### Stored data
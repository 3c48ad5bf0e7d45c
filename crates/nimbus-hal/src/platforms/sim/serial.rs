// Copyright 2025 Neuraville Inc.
// SPDX-License-Identifier: Apache-2.0

use std::io::Write;
use std::sync::Arc;

use parking_lot::Mutex;

use super::SimError;
use crate::hal::SerialIO;

/// Console that captures everything written; optionally mirrors to stdout
pub struct SimSerial {
    buffer: Arc<Mutex<Vec<u8>>>,
    echo: bool,
}

impl SimSerial {
    pub(crate) fn new(buffer: Arc<Mutex<Vec<u8>>>, echo: bool) -> Self {
        Self { buffer, echo }
    }
}

impl SerialIO for SimSerial {
    type Error = SimError;

    fn write(&mut self, data: &[u8]) -> Result<usize, SimError> {
        self.buffer.lock().extend_from_slice(data);
        if self.echo {
            std::io::stdout().write_all(data)?;
        }
        Ok(data.len())
    }

    fn flush(&mut self) -> Result<(), SimError> {
        if self.echo {
            std::io::stdout().flush()?;
        }
        Ok(())
    }
}

/// Everything written to the simulated console
#[derive(Debug, Clone)]
pub struct SerialCapture {
    buffer: Arc<Mutex<Vec<u8>>>,
}

impl SerialCapture {
    pub(crate) fn new(buffer: Arc<Mutex<Vec<u8>>>) -> Self {
        Self { buffer }
    }

    pub fn contents(&self) -> String {
        String::from_utf8_lossy(&self.buffer.lock()).into_owned()
    }

    pub fn lines(&self) -> Vec<String> {
        self.contents().lines().map(str::to_owned).collect()
    }

    pub fn clear(&self) {
        self.buffer.lock().clear();
    }
}
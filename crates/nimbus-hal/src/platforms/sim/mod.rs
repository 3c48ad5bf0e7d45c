// Copyright 2025 Neuraville Inc.
// SPDX-License-Identifier: Apache-2.0

//! Simulated board
//!
//! Every device of the real node, backed by host threads:
//! - the accelerator completes on a worker thread and raises a latched
//!   interrupt line, so `wait_for_interrupt` behaves like WFI
//! - the wake pin is a counting edge latch fed by tests or a timer thread
//! - everything observable is appended to a shared [`TraceRecorder`]
//!
//! ```
//! use nimbus_hal::sim::{SimBoard, SimConfig};
//!
//! let (peripherals, handles) = SimBoard::build(SimConfig::default());
//! handles.wake.fire();
//! assert!(handles.trace.snapshot().is_empty());
//! # drop(peripherals);
//! ```

mod accelerator;
mod camera;
mod clock;
mod gpio;
mod interrupt;
mod radio;
mod serial;
mod trace;

use std::sync::Arc;
use std::time::Duration;

use nimbus_neural::{InputGeometry, InputVariant};
use parking_lot::Mutex;
use thiserror::Error;

pub use accelerator::{ScoreFn, SimAccelerator, SimModel};
pub use camera::{CameraBehavior, SimCamera};
pub use clock::{SimClock, SimPlatform};
pub use gpio::{PinMonitor, SimGpio, SimPin};
pub use interrupt::{InterruptLine, WakeLine, WakeTrigger};
pub use radio::{RadioLog, RadioMonitor, SimRadio};
pub use serial::{SerialCapture, SimSerial};
pub use trace::{TraceEvent, TraceRecorder};

use crate::hal::{Board, BoardPins, Peripherals};

/// Errors raised by simulated devices
#[derive(Debug, Error)]
pub enum SimError {
    #[error("{device} setup rejected: {reason}")]
    SetupRejected { device: &'static str, reason: String },

    #[error("{0} used before initialisation")]
    NotInitialized(&'static str),

    #[error("{0} is powered down")]
    PoweredDown(&'static str),

    #[error("console write failed: {0}")]
    Io(#[from] std::io::Error),
}

/// Simulated board configuration
#[derive(Debug, Clone)]
pub struct SimConfig {
    /// Sleep for real on delays; otherwise delays only advance the clock
    pub realtime: bool,
    pub camera: CameraBehavior,
    /// RGB888 source frames, cycled in order
    pub frames: Vec<Vec<u8>>,
    pub model: SimModel,
    pub inference_latency: Duration,
    /// Status polls before the radio reports TX-done; `None` never acks
    pub radio_ack_after_polls: Option<u32>,
    /// Mirror the console to stdout
    pub echo_serial: bool,
}

impl Default for SimConfig {
    fn default() -> Self {
        let geometry = InputGeometry::new(32, 32, InputVariant::Luma);
        Self {
            realtime: false,
            camera: CameraBehavior {
                capture_latency_us: 2_000,
                ..CameraBehavior::default()
            },
            frames: Vec::new(),
            model: SimModel::brightness(geometry, 4),
            inference_latency: Duration::from_millis(2),
            radio_ack_after_polls: Some(2),
            echo_serial: false,
        }
    }
}

/// Marker type binding the simulated drivers together
pub struct SimBoard;

impl Board for SimBoard {
    type Camera = SimCamera;
    type Accelerator = SimAccelerator;
    type Radio = SimRadio;
    type Gpio = SimGpio;
    type Serial = SimSerial;
    type Platform = SimPlatform;
}

/// Observation and stimulus handles kept by the caller
#[derive(Debug, Clone)]
pub struct SimHandles {
    pub trace: TraceRecorder,
    pub serial: SerialCapture,
    pub wake: WakeTrigger,
    pub pins: PinMonitor,
    pub radio: RadioMonitor,
}

impl SimBoard {
    /// Wire up a fresh board
    pub fn build(config: SimConfig) -> (Peripherals<SimBoard>, SimHandles) {
        let trace = TraceRecorder::new();
        let clock = Arc::new(SimClock::new(config.realtime));
        let irq = Arc::new(InterruptLine::new());
        let wake = Arc::new(WakeLine::new());
        let pins = Arc::new(Mutex::new([false; 2]));
        let console = Arc::new(Mutex::new(Vec::new()));
        let radio_log = Arc::new(Mutex::new(RadioLog::default()));

        let peripherals = Peripherals {
            camera: SimCamera::new(
                Arc::clone(&clock),
                trace.clone(),
                config.camera,
                config.frames,
            ),
            accelerator: SimAccelerator::new(
                config.model,
                config.inference_latency,
                trace.clone(),
                irq.clone(),
            ),
            radio: SimRadio::new(
                Arc::clone(&pins),
                trace.clone(),
                Arc::clone(&radio_log),
                config.radio_ack_after_polls,
            ),
            gpio: SimGpio::new(Arc::clone(&pins), trace.clone()),
            serial: SimSerial::new(Arc::clone(&console), config.echo_serial),
            platform: SimPlatform::new(clock, irq, Arc::clone(&wake), trace.clone()),
            pins: BoardPins {
                radio_reset: SimPin::RadioReset,
                fault_led: SimPin::FaultLed,
            },
        };

        let handles = SimHandles {
            trace,
            serial: SerialCapture::new(console),
            wake: WakeTrigger::new(wake),
            pins: PinMonitor::new(pins),
            radio: RadioMonitor::new(radio_log),
        };

        (peripherals, handles)
    }
}
// Copyright 2025 Neuraville Inc.
// SPDX-License-Identifier: Apache-2.0

//! Interrupt and wake lines built on a mutex and condition variable

use std::sync::Arc;
use std::thread;
use std::time::Duration;

use parking_lot::{Condvar, Mutex};

/// Level-latched CPU interrupt line.
///
/// `raise` sets a pending bit; `wait` sleeps until it is set and clears it.
/// A raise that lands before the wait is therefore not lost.
#[derive(Debug, Default)]
pub struct InterruptLine {
    pending: Mutex<bool>,
    cv: Condvar,
}

impl InterruptLine {
    pub fn new() -> Self {
        Self::default()
    }

    pub fn raise(&self) {
        let mut pending = self.pending.lock();
        *pending = true;
        self.cv.notify_all();
    }

    pub fn wait(&self) {
        let mut pending = self.pending.lock();
        while !*pending {
            self.cv.wait(&mut pending);
        }
        *pending = false;
    }
}

/// Falling-edge counter for the wake pin
#[derive(Debug, Default)]
pub struct WakeLine {
    edges: Mutex<u32>,
    cv: Condvar,
}

impl WakeLine {
    pub fn new() -> Self {
        Self::default()
    }

    pub fn falling_edge(&self) {
        let mut edges = self.edges.lock();
        *edges = edges.saturating_add(1);
        self.cv.notify_all();
    }

    /// Block until an edge is pending, then consume it
    pub fn wait(&self) {
        let mut edges = self.edges.lock();
        while *edges == 0 {
            self.cv.wait(&mut edges);
        }
        *edges -= 1;
    }

    pub fn pending(&self) -> u32 {
        *self.edges.lock()
    }
}

/// Test and tool handle for producing wake edges
#[derive(Debug, Clone)]
pub struct WakeTrigger {
    line: Arc<WakeLine>,
}

impl WakeTrigger {
    pub(crate) fn new(line: Arc<WakeLine>) -> Self {
        Self { line }
    }

    pub fn fire(&self) {
        self.line.falling_edge();
    }

    pub fn fire_n(&self, n: u32) {
        for _ in 0..n {
            self.line.falling_edge();
        }
    }

    /// Fire an edge every `interval` from a background thread, like a
    /// real-time clock alarm wired to the wake pin
    pub fn start_periodic(&self, interval: Duration) -> thread::JoinHandle<()> {
        let line = Arc::clone(&self.line);
        thread::spawn(move || loop {
            thread::sleep(interval);
            line.falling_edge();
        })
    }
}
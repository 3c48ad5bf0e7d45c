// Copyright 2025 Neuraville Inc.
// SPDX-License-Identifier: Apache-2.0

//! Configuration file → PNG frames → simulated node → radio and console

use std::fs;

use image::{Rgb, RgbImage};
use nimbus::config::{load_config, ConfigError};
use nimbus::hal::sim::{SimBoard, SimConfig, SimModel, TraceEvent};
use nimbus::node::{frames, input_geometry, DutyCycleController, NodeSettings, NUM_CLASSES};

const PACKED_CONFIG: &str = r#"
[sensor]
width = 128
height = 128
power_up_delay_ms = 5

[model]
input = "packed_rgb"

[radio]
payload_suffix = "CLD"

[diagnostics]
report = "label"
print_scores = true
"#;

#[test]
fn test_packed_rgb_node_from_config_file() {
    let dir = tempfile::tempdir().unwrap();
    let config_path = dir.path().join("nimbus_configuration.toml");
    fs::write(&config_path, PACKED_CONFIG).unwrap();

    let frame_dir = dir.path().join("frames");
    fs::create_dir(&frame_dir).unwrap();
    RgbImage::from_pixel(64, 64, Rgb([20, 20, 20]))
        .save(frame_dir.join("000_dark.png"))
        .unwrap();
    RgbImage::from_pixel(64, 64, Rgb([230, 230, 230]))
        .save(frame_dir.join("001_bright.png"))
        .unwrap();

    let config = load_config(Some(&config_path), None).unwrap();
    let settings = NodeSettings::from_config(&config).unwrap();
    let geometry = input_geometry(settings.input_layout);
    assert_eq!((geometry.width, geometry.height), (128, 128));

    let loaded = frames::load_frames(&frame_dir, 128, 128).unwrap();
    let (peripherals, handles) = SimBoard::build(SimConfig {
        frames: loaded,
        model: SimModel::brightness(geometry, NUM_CLASSES),
        ..SimConfig::default()
    });
    handles.wake.fire_n(2);

    let mut node = DutyCycleController::new(peripherals, settings);
    let results = node.run_cycles(2).unwrap();
    let classes: Vec<usize> = results.iter().map(|r| r.class_index).collect();
    assert_eq!(classes, vec![0, 3]);

    assert_eq!(
        handles.radio.snapshot().packets,
        vec![b"0CLD".to_vec(), b"3CLD".to_vec()]
    );
    assert!(handles
        .trace
        .snapshot()
        .contains(&TraceEvent::AcceleratorStart { words: 128 * 128 }));

    // Four score lines then the label, per cycle
    let lines = handles.serial.lines();
    assert_eq!(lines.len(), 2 * (NUM_CLASSES + 1));
    assert_eq!(lines[0], "[ 131072] -> Class 0 cirrus: 98.8%");
    assert_eq!(lines[1], "[      0] -> Class 1 cumulus: 0.4%");
    assert_eq!(lines[2], "[      0] -> Class 2 nimbostratus: 0.4%");
    assert_eq!(lines[3], "[      0] -> Class 3 stratus: 0.4%");
    assert_eq!(lines[4], "cirrus");
    assert_eq!(lines[9], "stratus");
}

#[test]
fn test_geometry_mismatch_is_caught_at_init() {
    let (_dir, config_path) = write_config("");
    let config = load_config(Some(&config_path), None).unwrap();
    let mut settings = NodeSettings::from_config(&config).unwrap();
    // Luma model with a packed-size window
    settings.sensor.capture.width = 128;
    settings.sensor.capture.height = 128;
    let (peripherals, handles) = SimBoard::build(SimConfig::default());
    handles.wake.fire();

    let mut node = DutyCycleController::new(peripherals, settings);
    let fault = node.run_cycles(1).unwrap_err();
    assert!(matches!(fault, nimbus::node::NodeError::ModelMismatch(_)));
    assert!(handles.radio.snapshot().packets.is_empty());
}

#[test]
fn test_window_layout_mismatch_rejected_by_settings() {
    let (_dir, config_path) = write_config("[sensor]\nwidth = 128\nheight = 128\n");
    let config = load_config(Some(&config_path), None).unwrap();
    let err = NodeSettings::from_config(&config).unwrap_err();
    assert!(matches!(err, ConfigError::ValidationError(msg) if msg.contains("model.input")));
}

fn write_config(contents: &str) -> (tempfile::TempDir, std::path::PathBuf) {
    let dir = tempfile::tempdir().unwrap();
    let config_path = dir.path().join("nimbus_configuration.toml");
    fs::write(&config_path, contents).unwrap();
    (dir, config_path)
}
// Copyright 2025 Neuraville Inc.
// SPDX-License-Identifier: Apache-2.0

//! Validated configuration translated into driver-level parameters

use nimbus_config::{
    validate_config, AcceleratorClockSetting, BandwidthSetting, CodingRateSetting, ConfigError,
    DiagnosticsConfig, InputLayout, NimbusConfig, PacketLengthSetting, PixelFormatSetting,
    TransferModeSetting,
};
use nimbus_hal::{
    AcceleratorClock, Bandwidth, CaptureConfig, CodingRate, PacketLength, PixelFormat, TransferMode,
    TxParams,
};

use crate::radio_reporter::RadioTiming;

/// Sensor bring-up parameters
#[derive(Debug, Clone, Copy, PartialEq, Eq)]
pub struct SensorSettings {
    pub clock_hz: u32,
    pub capture: CaptureConfig,
    /// Written to sensor register 0x11 after setup
    pub clock_prescaler: Option<u8>,
    pub power_up_delay_ms: u32,
}

/// Everything the controller needs, in HAL types
#[derive(Debug, Clone, PartialEq)]
pub struct NodeSettings {
    pub sensor: SensorSettings,
    pub input_layout: InputLayout,
    pub accelerator_clock: AcceleratorClock,
    pub accelerator_divider: u8,
    pub tx: TxParams,
    pub radio_timing: RadioTiming,
    pub payload_suffix: [u8; 3],
    pub labels: Vec<String>,
    pub diagnostics: DiagnosticsConfig,
}

impl NodeSettings {
    /// Validate `config` and convert it
    pub fn from_config(config: &NimbusConfig) -> Result<Self, ConfigError> {
        validate_config(config)?;

        let suffix = config.radio.payload_suffix.as_bytes();
        let payload_suffix: [u8; 3] = suffix.try_into().map_err(|_| {
            ConfigError::InvalidValue(format!(
                "radio.payload_suffix must be exactly 3 bytes, got {}",
                suffix.len()
            ))
        })?;

        Ok(Self {
            sensor: SensorSettings {
                clock_hz: config.sensor.clock_hz,
                capture: CaptureConfig {
                    width: config.sensor.width,
                    height: config.sensor.height,
                    pixel_format: pixel_format(config.sensor.pixel_format),
                    transfer_mode: transfer_mode(config.sensor.transfer_mode),
                    dma_channel: config.sensor.dma_channel,
                },
                clock_prescaler: config.sensor.clock_prescaler,
                power_up_delay_ms: config.sensor.power_up_delay_ms,
            },
            input_layout: config.model.input,
            accelerator_clock: accelerator_clock(config.accelerator.clock_source),
            accelerator_divider: config.accelerator.clock_divider,
            tx: TxParams {
                frequency_hz: config.radio.frequency_hz,
                bandwidth: bandwidth(config.radio.bandwidth),
                spreading_factor: config.radio.spreading_factor,
                coding_rate: coding_rate(config.radio.coding_rate),
                packet_length: packet_length(config.radio.packet_length),
                sync_word: config.radio.sync_word,
                power_dbm: config.radio.tx_power_dbm,
                ramp_time_us: config.radio.ramp_time_us,
            },
            radio_timing: RadioTiming {
                reset_settle_ms: config.radio.reset_settle_ms,
                tx_timeout_ms: config.radio.tx_timeout_ms,
                max_ack_delay_ms: config.radio.max_ack_delay_ms,
            },
            payload_suffix,
            labels: config.model.class_labels.clone(),
            diagnostics: config.diagnostics.clone(),
        })
    }
}

fn pixel_format(setting: PixelFormatSetting) -> PixelFormat {
    match setting {
        PixelFormatSetting::Rgb888 => PixelFormat::Rgb888,
    }
}

fn transfer_mode(setting: TransferModeSetting) -> TransferMode {
    match setting {
        TransferModeSetting::Dma => TransferMode::Dma,
        TransferModeSetting::Streaming => TransferMode::Streaming,
    }
}

fn accelerator_clock(setting: AcceleratorClockSetting) -> AcceleratorClock {
    match setting {
        AcceleratorClockSetting::Pclk => AcceleratorClock::Pclk,
        AcceleratorClockSetting::Ipo => AcceleratorClock::Ipo,
    }
}

fn bandwidth(setting: BandwidthSetting) -> Bandwidth {
    match setting {
        BandwidthSetting::Khz7_8 => Bandwidth::Khz7_8,
        BandwidthSetting::Khz10_4 => Bandwidth::Khz10_4,
        BandwidthSetting::Khz15_6 => Bandwidth::Khz15_6,
        BandwidthSetting::Khz20_8 => Bandwidth::Khz20_8,
        BandwidthSetting::Khz31_25 => Bandwidth::Khz31_25,
        BandwidthSetting::Khz41_7 => Bandwidth::Khz41_7,
        BandwidthSetting::Khz62_5 => Bandwidth::Khz62_5,
        BandwidthSetting::Khz125 => Bandwidth::Khz125,
        BandwidthSetting::Khz250 => Bandwidth::Khz250,
        BandwidthSetting::Khz500 => Bandwidth::Khz500,
    }
}

fn coding_rate(setting: CodingRateSetting) -> CodingRate {
    match setting {
        CodingRateSetting::Cr4_5 => CodingRate::Cr4_5,
        CodingRateSetting::Cr4_6 => CodingRate::Cr4_6,
        CodingRateSetting::Cr4_7 => CodingRate::Cr4_7,
        CodingRateSetting::Cr4_8 => CodingRate::Cr4_8,
    }
}

fn packet_length(setting: PacketLengthSetting) -> PacketLength {
    match setting {
        PacketLengthSetting::Variable => PacketLength::Variable,
        PacketLengthSetting::Fixed => PacketLength::Fixed,
    }
}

### TASK
Check the entries above for the word "save" and copy every line where it turns up.

### WRITTEN REPLY
        .save(frame_dir.join("000_dark.png"))
        .save(frame_dir.join("001_bright.png"))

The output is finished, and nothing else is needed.